→ **EXERCISE**: Print every record exactly, omitting none.

• • • • •

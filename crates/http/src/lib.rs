//! HTTP server facade: Axum routing, error handling, sessions, auth, and views.

use std::sync::Arc;

use anyhow::Context;
use axum::{extract::Request, http::HeaderValue, routing::get, Router};
use tower_http::request_id::{MakeRequestId, RequestId};
use uuid::{Timestamp, Uuid};

use classifieds_kernel::{settings::Settings, ModuleRegistry};

pub mod auth;
pub mod error;
pub mod router;
pub mod session;
pub mod view;

use auth::Authenticator;
use router::RouterBuilder;
use session::FlashStore;

/// Cross-cutting services installed as layers around every module.
#[derive(Clone)]
pub struct HttpServices {
    pub flash: Arc<dyn FlashStore>,
    pub authenticator: Arc<Authenticator>,
}

/// Start the HTTP server with the given module registry
pub async fn start_server(
    registry: &ModuleRegistry,
    settings: &Settings,
    services: HttpServices,
) -> anyhow::Result<()> {
    let app = build_router(registry, settings, services);

    let address = format!("{}:{}", settings.server.host, settings.server.port);
    let listener = tokio::net::TcpListener::bind(&address)
        .await
        .with_context(|| format!("failed to bind to {address}"))?;

    tracing::info!("HTTP server listening on http://{}", address);

    axum::serve(listener, app)
        .with_graceful_shutdown(shutdown_signal())
        .await
        .context("HTTP server failed")?;

    tracing::info!("HTTP server stopped");
    Ok(())
}

/// Build the main HTTP router with all module routes mounted
pub fn build_router(
    registry: &ModuleRegistry,
    settings: &Settings,
    services: HttpServices,
) -> Router {
    let mut router_builder = RouterBuilder::new().route("/healthz", get(health_check));

    for module in registry.modules() {
        let module_name = module.name();
        tracing::info!(module = module_name, "mounting module routes under /{}", module_name);
        router_builder = router_builder.mount_module(module_name, module.routes());
    }

    router_builder
        .with_sessions(services.flash)
        .with_auth(services.authenticator)
        .with_tracing()
        .with_request_id()
        .with_timeout(settings.server.request_timeout_ms)
        .build()
}

/// Health check endpoint
async fn health_check() -> &'static str {
    "ok"
}

async fn shutdown_signal() {
    if let Err(e) = tokio::signal::ctrl_c().await {
        tracing::error!(error = %e, "failed to listen for shutdown signal");
        std::future::pending::<()>().await;
    }
    tracing::info!("shutdown signal received");
}

/// Request ID generator for tracing
#[derive(Clone)]
pub(crate) struct MakeRequestUuid;

impl MakeRequestId for MakeRequestUuid {
    fn make_request_id<B>(&mut self, _request: &Request<B>) -> Option<RequestId> {
        let timestamp = Timestamp::now(uuid::NoContext);
        let request_id = Uuid::new_v7(timestamp)
            .to_string()
            .parse::<HeaderValue>()
            .ok()?;
        Some(RequestId::new(request_id))
    }
}
//! HS256 bearer tokens identifying a [`Principal`].

use jsonwebtoken::{decode, encode, DecodingKey, EncodingKey, Header, Validation};
use serde::{Deserialize, Serialize};
use thiserror::Error;
use uuid::Uuid;

use crate::principal::{Principal, Role};

#[derive(Debug, Error)]
pub enum TokenError {
    #[error("invalid token: {0}")]
    Invalid(#[from] jsonwebtoken::errors::Error),

    #[error("token subject is not a user id")]
    InvalidSubject,
}

/// Claims carried by an access token.
#[derive(Debug, Clone, Serialize, Deserialize)]
pub struct Claims {
    pub sub: String,
    pub name: String,
    #[serde(default)]
    pub roles: Vec<Role>,
    pub iat: u64,
    pub exp: u64,
}

/// Signs and verifies access tokens with a shared secret.
#[derive(Clone)]
pub struct TokenCodec {
    encoding: EncodingKey,
    decoding: DecodingKey,
    validation: Validation,
    ttl_secs: u64,
}

impl TokenCodec {
    pub fn new(secret: &str, ttl_secs: u64) -> Self {
        Self {
            encoding: EncodingKey::from_secret(secret.as_bytes()),
            decoding: DecodingKey::from_secret(secret.as_bytes()),
            validation: Validation::default(),
            ttl_secs,
        }
    }

    /// Issue a token for `principal`, valid for the configured lifetime.
    pub fn issue(&self, principal: &Principal) -> Result<String, TokenError> {
        let now = jsonwebtoken::get_current_timestamp();
        self.sign(&Claims {
            sub: principal.user_id.to_string(),
            name: principal.name.clone(),
            roles: principal.roles.clone(),
            iat: now,
            exp: now + self.ttl_secs,
        })
    }

    pub fn sign(&self, claims: &Claims) -> Result<String, TokenError> {
        Ok(encode(&Header::default(), claims, &self.encoding)?)
    }

    /// Verify signature and expiry, then rebuild the principal.
    pub fn verify(&self, token: &str) -> Result<Principal, TokenError> {
        let claims = decode::<Claims>(token, &self.decoding, &self.validation)?.claims;
        let user_id = Uuid::parse_str(&claims.sub).map_err(|_| TokenError::InvalidSubject)?;
        Ok(Principal::new(user_id, claims.name, claims.roles))
    }
}

impl std::fmt::Debug for TokenCodec {
    fn fmt(&self, f: &mut std::fmt::Formatter<'_>) -> std::fmt::Result {
        f.debug_struct("TokenCodec")
            .field("ttl_secs", &self.ttl_secs)
            .finish_non_exhaustive()
    }
}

• • • • •

→ **SOLUTION TO THE EXERCISE**:
filename crates/http/src/lib.rs
//! HTTP server facade: Axum routing, error handling, sessions, auth, and views.

use std::sync::Arc;

use anyhow::Context;
use axum::{extract::Request, http::HeaderValue, routing::get, Router};
use tower_http::request_id::{MakeRequestId, RequestId};
use uuid::{Timestamp, Uuid};

use classifieds_kernel::{settings::Settings, ModuleRegistry};

pub mod auth;
pub mod error;
pub mod router;
pub mod session;
pub mod view;

use auth::Authenticator;
use router::RouterBuilder;
use session::FlashStore;

/// Cross-cutting services installed as layers around every module.
#[derive(Clone)]
pub struct HttpServices {
    pub flash: Arc<dyn FlashStore>,
    pub authenticator: Arc<Authenticator>,
}

/// Start the HTTP server with the given module registry
pub async fn start_server(
    registry: &ModuleRegistry,
    settings: &Settings,
    services: HttpServices,
) -> anyhow::Result<()> {
    let app = build_router(registry, settings, services);

    let address = format!("{}:{}", settings.server.host, settings.server.port);
    let listener = tokio::net::TcpListener::bind(&address)
        .await
        .with_context(|| format!("failed to bind to {address}"))?;

    tracing::info!("HTTP server listening on http://{}", address);

    axum::serve(listener, app)
        .with_graceful_shutdown(shutdown_signal())
        .await
        .context("HTTP server failed")?;

    tracing::info!("HTTP server stopped");
    Ok(())
}

/// Build the main HTTP router with all module routes mounted
pub fn build_router(
    registry: &ModuleRegistry,
    settings: &Settings,
    services: HttpServices,
) -> Router {
    let mut router_builder = RouterBuilder::new().route("/healthz", get(health_check));

    for module in registry.modules() {
        let module_name = module.name();
        tracing::info!(module = module_name, "mounting module routes under /{}", module_name);
        router_builder = router_builder.mount_module(module_name, module.routes());
    }

    router_builder
        .with_sessions(services.flash)
        .with_auth(services.authenticator)
        .with_tracing()
        .with_request_id()
        .with_timeout(settings.server.request_timeout_ms)
        .build()
}

/// Health check endpoint
async fn health_check() -> &'static str {
    "ok"
}

async fn shutdown_signal() {
    if let Err(e) = tokio::signal::ctrl_c().await {
        tracing::error!(error = %e, "failed to listen for shutdown signal");
        std::future::pending::<()>().await;
    }
    tracing::info!("shutdown signal received");
}

/// Request ID generator for tracing
#[derive(Clone)]
pub(crate) struct MakeRequestUuid;

impl MakeRequestId for MakeRequestUuid {
    fn make_request_id<B>(&mut self, _request: &Request<B>) -> Option<RequestId> {
        let timestamp = Timestamp::now(uuid::NoContext);
        let request_id = Uuid::new_v7(timestamp)
            .to_string()
            .parse::<HeaderValue>()
            .ok()?;
        Some(RequestId::new(request_id))
    }
}
//! HS256 bearer tokens identifying a [`Principal`].

use jsonwebtoken::{decode, encode, DecodingKey, EncodingKey, Header, Validation};
use serde::{Deserialize, Serialize};
use thiserror::Error;
use uuid::Uuid;

use crate::principal::{Principal, Role};

#[derive(Debug, Error)]
pub enum TokenError {
    #[error("invalid token: {0}")]
    Invalid(#[from] jsonwebtoken::errors::Error),

    #[error("token subject is not a user id")]
    InvalidSubject,
}

/// Claims carried by an access token.
#[derive(Debug, Clone, Serialize, Deserialize)]
pub struct Claims {
    pub sub: String,
    pub name: String,
    #[serde(default)]
    pub roles: Vec<Role>,
    pub iat: u64,
    pub exp: u64,
}

/// Signs and verifies access tokens with a shared secret.
#[derive(Clone)]
pub struct TokenCodec {
    encoding: EncodingKey,
    decoding: DecodingKey,
    validation: Validation,
    ttl_secs: u64,
}

impl TokenCodec {
    pub fn new(secret: &str, ttl_secs: u64) -> Self {
        Self {
            encoding: EncodingKey::from_secret(secret.as_bytes()),
            decoding: DecodingKey::from_secret(secret.as_bytes()),
            validation: Validation::default(),
            ttl_secs,
        }
    }

    /// Issue a token for `principal`, valid for the configured lifetime.
    pub fn issue(&self, principal: &Principal) -> Result<String, TokenError> {
        let now = jsonwebtoken::get_current_timestamp();
        self.sign(&Claims {
            sub: principal.user_id.to_string(),
            name: principal.name.clone(),
            roles: principal.roles.clone(),
            iat: now,
            exp: now + self.ttl_secs,
        })
    }

    pub fn sign(&self, claims: &Claims) -> Result<String, TokenError> {
        Ok(encode(&Header::default(), claims, &self.encoding)?)
    }

    /// Verify signature and expiry, then rebuild the principal.
    pub fn verify(&self, token: &str) -> Result<Principal, TokenError> {
        let claims = decode::<Claims>(token, &self.decoding, &self.validation)?.claims;
        let user_id = Uuid::parse_str(&claims.sub).map_err(|_| TokenError::InvalidSubject)?;
        Ok(Principal::new(user_id, claims.name, claims.roles))
    }
}

impl std::fmt::Debug for TokenCodec {
    fn fmt(&self, f: &mut std::fmt::Formatter<'_>) -> std::fmt::Result {
        f.debug_struct("TokenCodec")
            .field("ttl_secs", &self.ttl_secs)
            .finish_non_exhaustive()
    }
}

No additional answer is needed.